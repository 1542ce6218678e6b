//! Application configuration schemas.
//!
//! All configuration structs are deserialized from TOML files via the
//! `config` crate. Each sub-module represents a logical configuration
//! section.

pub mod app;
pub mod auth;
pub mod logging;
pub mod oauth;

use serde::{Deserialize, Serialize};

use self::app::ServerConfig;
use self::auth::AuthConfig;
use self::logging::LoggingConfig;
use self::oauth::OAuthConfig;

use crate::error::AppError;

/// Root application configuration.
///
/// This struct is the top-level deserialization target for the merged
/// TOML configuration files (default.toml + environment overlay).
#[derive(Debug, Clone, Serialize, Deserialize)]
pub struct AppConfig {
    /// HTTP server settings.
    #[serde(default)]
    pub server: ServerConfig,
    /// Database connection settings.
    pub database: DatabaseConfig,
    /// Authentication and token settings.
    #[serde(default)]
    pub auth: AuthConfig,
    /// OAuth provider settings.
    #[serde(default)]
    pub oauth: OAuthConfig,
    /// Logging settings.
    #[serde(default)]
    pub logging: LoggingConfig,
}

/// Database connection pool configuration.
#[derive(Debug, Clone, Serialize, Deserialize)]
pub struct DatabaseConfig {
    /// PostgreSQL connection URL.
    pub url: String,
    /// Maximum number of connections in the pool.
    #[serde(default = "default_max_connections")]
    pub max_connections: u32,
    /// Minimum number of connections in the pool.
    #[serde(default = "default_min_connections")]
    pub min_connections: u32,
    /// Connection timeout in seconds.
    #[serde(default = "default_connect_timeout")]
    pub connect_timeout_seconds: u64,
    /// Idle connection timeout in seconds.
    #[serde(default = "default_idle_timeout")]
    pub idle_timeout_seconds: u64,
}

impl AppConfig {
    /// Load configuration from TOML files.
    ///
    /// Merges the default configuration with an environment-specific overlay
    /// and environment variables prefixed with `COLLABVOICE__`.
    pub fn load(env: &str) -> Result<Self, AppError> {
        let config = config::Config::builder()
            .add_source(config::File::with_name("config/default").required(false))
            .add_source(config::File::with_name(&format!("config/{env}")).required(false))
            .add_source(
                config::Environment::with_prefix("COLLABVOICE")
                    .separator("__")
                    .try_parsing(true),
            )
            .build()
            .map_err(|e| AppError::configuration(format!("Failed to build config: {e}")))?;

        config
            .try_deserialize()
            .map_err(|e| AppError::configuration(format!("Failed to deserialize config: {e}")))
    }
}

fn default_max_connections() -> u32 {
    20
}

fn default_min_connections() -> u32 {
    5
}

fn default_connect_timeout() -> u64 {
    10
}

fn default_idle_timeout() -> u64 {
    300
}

-.-.-

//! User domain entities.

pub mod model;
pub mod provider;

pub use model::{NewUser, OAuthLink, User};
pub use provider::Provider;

-.-.-

▶ ACTION ITEM: Copy range, inclusive: the line holding "repository 1542ce6218678e6b" to the line holding "use self::oauth::OAuthConfig;". Reproduce exactly those lines of the records above and no others.

▶ EXERCISE OUTPUT:
repository 1542ce6218678e6b
//! Application configuration schemas.
//!
//! All configuration structs are deserialized from TOML files via the
//! `config` crate. Each sub-module represents a logical configuration
//! section.

pub mod app;
pub mod auth;
pub mod logging;
pub mod oauth;

use serde::{Deserialize, Serialize};

use self::app::ServerConfig;
use self::auth::AuthConfig;
use self::logging::LoggingConfig;
use self::oauth::OAuthConfig;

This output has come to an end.